**What is expected:** Check every line of the material below, and show those that contain "info".

─── Records ───

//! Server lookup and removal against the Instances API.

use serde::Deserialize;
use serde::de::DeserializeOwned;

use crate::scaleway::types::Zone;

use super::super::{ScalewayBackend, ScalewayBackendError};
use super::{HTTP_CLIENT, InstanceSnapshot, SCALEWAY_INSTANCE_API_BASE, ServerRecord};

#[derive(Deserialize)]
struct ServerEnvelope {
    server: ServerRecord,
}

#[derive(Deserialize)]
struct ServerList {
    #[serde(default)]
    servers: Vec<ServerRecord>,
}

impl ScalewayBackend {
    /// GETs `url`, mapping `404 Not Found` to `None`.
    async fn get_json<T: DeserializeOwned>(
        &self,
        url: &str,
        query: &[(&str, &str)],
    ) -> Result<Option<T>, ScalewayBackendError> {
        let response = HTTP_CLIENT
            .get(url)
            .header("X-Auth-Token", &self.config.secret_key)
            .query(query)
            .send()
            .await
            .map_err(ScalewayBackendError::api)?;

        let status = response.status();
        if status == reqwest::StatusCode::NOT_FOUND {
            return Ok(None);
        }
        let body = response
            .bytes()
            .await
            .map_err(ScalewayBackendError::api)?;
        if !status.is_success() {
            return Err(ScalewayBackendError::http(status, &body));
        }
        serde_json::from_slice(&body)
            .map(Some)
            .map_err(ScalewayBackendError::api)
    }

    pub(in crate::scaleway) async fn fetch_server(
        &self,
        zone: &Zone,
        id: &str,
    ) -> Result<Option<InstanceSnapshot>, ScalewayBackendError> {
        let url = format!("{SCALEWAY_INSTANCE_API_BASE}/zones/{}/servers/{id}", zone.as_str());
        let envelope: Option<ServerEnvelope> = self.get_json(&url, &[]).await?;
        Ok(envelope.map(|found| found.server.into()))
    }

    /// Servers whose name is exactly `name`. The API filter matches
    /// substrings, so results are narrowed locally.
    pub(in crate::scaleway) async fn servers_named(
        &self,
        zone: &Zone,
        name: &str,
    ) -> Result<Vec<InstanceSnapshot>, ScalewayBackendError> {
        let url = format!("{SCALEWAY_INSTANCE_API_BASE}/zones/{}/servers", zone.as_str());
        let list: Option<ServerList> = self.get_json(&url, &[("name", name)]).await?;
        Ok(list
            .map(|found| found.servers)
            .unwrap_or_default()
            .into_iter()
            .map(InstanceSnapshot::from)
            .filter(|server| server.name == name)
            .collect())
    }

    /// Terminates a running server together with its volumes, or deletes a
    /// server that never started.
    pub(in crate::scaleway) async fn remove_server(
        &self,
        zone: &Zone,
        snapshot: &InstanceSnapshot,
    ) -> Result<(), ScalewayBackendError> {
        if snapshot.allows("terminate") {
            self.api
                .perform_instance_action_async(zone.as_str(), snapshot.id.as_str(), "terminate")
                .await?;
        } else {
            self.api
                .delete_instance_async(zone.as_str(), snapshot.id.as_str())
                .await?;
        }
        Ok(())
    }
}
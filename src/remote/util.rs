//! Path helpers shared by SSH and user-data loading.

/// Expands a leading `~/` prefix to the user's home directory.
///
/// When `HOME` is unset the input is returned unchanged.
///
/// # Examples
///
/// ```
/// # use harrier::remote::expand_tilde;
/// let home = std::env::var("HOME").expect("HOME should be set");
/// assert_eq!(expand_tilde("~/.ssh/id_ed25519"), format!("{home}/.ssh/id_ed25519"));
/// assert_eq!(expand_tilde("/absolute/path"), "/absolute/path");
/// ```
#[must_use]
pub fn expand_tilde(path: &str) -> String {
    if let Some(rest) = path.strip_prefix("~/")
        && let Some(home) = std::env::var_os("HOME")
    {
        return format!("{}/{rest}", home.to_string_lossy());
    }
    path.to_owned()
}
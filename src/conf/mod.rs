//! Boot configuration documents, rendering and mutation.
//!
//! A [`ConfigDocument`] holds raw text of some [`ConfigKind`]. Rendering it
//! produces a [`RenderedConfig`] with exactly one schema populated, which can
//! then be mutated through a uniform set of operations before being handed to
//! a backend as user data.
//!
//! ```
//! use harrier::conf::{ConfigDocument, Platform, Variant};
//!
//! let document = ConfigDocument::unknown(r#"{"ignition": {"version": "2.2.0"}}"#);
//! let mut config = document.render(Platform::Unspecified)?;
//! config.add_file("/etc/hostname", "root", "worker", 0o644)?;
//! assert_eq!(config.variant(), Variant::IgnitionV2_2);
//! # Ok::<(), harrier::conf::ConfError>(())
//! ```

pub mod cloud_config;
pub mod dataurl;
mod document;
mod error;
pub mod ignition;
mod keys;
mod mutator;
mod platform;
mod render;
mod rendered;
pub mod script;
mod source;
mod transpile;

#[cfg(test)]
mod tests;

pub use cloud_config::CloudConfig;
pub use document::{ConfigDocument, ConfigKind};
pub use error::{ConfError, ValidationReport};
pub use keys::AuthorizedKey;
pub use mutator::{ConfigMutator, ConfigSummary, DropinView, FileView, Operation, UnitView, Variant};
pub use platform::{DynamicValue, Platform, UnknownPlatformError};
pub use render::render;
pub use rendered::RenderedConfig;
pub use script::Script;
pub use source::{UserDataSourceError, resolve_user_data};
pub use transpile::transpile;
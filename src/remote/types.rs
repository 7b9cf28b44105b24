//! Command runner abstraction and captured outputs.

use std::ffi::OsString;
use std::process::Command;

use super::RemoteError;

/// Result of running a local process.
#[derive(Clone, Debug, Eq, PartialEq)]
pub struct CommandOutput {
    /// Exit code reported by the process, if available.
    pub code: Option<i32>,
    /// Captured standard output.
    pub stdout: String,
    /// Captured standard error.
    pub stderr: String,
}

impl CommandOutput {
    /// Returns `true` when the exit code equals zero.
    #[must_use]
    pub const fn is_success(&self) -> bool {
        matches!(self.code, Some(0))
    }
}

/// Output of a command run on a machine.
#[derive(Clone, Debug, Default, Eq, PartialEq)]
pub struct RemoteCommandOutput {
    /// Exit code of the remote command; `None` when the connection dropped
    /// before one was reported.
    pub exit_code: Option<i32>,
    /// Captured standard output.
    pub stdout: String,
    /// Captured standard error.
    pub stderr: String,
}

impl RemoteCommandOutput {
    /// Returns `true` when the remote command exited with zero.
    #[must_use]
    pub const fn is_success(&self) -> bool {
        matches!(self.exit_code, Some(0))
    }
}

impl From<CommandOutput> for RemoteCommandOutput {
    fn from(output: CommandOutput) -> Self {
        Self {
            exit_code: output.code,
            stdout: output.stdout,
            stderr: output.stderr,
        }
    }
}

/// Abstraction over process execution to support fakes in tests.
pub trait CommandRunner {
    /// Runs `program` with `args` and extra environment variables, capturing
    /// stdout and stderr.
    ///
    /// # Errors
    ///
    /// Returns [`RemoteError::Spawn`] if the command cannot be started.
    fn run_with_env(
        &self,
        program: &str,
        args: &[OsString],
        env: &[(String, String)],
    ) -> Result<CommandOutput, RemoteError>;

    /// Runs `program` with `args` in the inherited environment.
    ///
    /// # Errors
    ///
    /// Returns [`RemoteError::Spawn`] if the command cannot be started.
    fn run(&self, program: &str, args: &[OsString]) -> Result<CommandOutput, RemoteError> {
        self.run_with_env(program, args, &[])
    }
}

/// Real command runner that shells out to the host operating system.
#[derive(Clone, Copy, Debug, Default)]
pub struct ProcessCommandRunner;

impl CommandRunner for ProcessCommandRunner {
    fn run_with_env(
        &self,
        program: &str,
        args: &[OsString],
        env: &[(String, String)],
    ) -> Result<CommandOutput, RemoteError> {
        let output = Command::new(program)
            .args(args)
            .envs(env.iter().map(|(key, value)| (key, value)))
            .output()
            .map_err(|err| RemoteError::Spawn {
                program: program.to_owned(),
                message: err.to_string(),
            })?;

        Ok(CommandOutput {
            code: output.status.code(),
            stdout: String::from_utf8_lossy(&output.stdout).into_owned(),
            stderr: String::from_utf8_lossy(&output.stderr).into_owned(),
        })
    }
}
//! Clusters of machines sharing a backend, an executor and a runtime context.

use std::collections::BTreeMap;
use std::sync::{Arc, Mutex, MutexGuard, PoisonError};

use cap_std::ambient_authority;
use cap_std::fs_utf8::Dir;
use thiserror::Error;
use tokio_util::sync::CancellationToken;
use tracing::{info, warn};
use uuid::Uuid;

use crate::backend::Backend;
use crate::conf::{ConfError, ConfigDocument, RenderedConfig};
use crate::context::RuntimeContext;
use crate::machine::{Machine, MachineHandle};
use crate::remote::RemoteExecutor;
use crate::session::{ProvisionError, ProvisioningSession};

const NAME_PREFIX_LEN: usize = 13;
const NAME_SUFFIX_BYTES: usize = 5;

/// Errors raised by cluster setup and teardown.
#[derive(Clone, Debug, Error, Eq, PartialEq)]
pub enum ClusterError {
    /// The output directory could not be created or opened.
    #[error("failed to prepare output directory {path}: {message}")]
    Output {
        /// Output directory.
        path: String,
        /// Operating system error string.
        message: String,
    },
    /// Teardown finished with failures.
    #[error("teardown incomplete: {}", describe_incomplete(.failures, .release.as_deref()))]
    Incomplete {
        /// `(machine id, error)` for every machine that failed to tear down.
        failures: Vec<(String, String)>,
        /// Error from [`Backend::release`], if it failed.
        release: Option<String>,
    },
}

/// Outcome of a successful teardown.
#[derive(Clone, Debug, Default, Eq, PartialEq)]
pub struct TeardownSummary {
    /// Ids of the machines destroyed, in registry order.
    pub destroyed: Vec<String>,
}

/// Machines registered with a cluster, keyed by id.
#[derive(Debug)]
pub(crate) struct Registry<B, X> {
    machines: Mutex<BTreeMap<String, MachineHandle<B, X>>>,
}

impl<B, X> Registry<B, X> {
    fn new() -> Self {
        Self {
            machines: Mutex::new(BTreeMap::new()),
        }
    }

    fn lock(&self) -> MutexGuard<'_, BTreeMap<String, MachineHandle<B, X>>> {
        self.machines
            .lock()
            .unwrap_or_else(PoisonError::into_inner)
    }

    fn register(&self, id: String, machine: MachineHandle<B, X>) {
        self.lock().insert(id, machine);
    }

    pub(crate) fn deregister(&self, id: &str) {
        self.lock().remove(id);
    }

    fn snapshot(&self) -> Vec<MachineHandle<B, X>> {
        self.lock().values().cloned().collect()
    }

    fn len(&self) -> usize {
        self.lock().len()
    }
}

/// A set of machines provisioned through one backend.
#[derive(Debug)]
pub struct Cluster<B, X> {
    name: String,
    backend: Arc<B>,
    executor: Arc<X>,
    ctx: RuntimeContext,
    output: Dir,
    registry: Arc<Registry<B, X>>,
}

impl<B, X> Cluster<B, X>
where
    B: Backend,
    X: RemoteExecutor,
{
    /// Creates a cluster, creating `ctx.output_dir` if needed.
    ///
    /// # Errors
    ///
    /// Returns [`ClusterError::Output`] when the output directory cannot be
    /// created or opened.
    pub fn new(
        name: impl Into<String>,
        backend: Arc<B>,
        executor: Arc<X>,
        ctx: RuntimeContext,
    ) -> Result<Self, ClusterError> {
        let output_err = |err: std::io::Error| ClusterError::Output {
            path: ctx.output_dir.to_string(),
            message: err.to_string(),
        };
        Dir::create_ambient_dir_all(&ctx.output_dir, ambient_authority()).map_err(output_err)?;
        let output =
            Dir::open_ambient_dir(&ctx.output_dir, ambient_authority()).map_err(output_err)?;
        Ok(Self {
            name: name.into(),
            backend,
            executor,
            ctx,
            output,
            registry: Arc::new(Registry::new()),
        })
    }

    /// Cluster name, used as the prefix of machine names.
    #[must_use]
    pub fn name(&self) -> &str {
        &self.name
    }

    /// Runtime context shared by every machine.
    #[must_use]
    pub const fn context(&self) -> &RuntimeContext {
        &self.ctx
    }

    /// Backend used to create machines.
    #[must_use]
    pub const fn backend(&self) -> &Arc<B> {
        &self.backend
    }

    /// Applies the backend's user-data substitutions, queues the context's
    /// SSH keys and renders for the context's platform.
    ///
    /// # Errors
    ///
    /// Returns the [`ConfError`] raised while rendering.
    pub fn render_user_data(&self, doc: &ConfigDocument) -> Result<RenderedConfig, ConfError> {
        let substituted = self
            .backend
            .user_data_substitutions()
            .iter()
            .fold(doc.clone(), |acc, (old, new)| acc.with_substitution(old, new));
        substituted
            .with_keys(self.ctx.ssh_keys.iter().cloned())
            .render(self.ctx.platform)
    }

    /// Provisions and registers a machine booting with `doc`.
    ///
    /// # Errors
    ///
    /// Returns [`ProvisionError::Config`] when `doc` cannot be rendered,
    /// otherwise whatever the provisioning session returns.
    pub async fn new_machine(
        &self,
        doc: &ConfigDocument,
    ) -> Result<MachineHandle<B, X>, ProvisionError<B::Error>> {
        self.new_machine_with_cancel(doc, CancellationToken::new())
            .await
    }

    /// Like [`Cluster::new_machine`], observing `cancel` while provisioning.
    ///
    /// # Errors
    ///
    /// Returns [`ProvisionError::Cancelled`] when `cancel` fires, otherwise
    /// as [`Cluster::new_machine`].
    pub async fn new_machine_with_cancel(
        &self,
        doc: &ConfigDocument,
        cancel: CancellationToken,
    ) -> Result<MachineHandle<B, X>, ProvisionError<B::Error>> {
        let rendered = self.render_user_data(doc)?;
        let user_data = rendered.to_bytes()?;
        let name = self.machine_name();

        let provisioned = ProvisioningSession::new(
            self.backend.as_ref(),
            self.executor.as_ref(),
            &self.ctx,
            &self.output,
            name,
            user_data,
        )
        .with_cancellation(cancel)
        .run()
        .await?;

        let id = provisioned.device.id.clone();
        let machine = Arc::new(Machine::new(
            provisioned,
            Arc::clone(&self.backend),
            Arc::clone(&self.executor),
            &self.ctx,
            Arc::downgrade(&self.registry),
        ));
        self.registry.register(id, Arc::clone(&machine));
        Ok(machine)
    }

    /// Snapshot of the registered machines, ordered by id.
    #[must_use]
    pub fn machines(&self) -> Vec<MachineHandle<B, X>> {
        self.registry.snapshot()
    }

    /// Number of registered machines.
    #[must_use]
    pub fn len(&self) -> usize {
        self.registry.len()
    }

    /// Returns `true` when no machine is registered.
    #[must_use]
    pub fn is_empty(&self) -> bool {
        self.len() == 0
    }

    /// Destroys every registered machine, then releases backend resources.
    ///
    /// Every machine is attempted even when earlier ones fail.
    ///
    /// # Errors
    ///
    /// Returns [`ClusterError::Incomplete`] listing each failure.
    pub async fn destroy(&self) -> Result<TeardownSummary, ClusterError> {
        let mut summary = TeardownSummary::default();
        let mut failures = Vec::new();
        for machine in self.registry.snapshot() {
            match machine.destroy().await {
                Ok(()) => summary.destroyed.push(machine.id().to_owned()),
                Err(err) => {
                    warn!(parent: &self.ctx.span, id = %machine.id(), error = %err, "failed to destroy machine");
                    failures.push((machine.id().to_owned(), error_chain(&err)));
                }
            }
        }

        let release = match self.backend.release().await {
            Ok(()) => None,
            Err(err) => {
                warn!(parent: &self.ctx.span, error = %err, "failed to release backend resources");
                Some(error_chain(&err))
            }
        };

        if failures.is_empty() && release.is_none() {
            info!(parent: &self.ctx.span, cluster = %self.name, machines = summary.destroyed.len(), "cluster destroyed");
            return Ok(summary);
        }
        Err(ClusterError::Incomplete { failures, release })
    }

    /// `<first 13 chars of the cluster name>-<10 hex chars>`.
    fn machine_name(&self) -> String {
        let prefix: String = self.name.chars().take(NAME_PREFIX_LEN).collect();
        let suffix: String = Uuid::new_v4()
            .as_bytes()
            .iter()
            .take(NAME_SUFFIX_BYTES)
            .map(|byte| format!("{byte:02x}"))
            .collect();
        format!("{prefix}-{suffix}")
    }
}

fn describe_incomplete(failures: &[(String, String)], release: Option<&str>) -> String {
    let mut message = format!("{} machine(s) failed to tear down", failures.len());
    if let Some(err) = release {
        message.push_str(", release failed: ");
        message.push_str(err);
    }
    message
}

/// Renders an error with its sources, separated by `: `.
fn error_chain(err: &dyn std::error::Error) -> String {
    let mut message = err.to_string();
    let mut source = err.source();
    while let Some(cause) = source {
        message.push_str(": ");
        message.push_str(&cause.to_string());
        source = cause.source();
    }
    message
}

───

**Task answer:**
use tracing::{info, warn};
            info!(parent: &self.ctx.span, cluster = %self.name, machines = summary.destroyed.len(), "cluster destroyed");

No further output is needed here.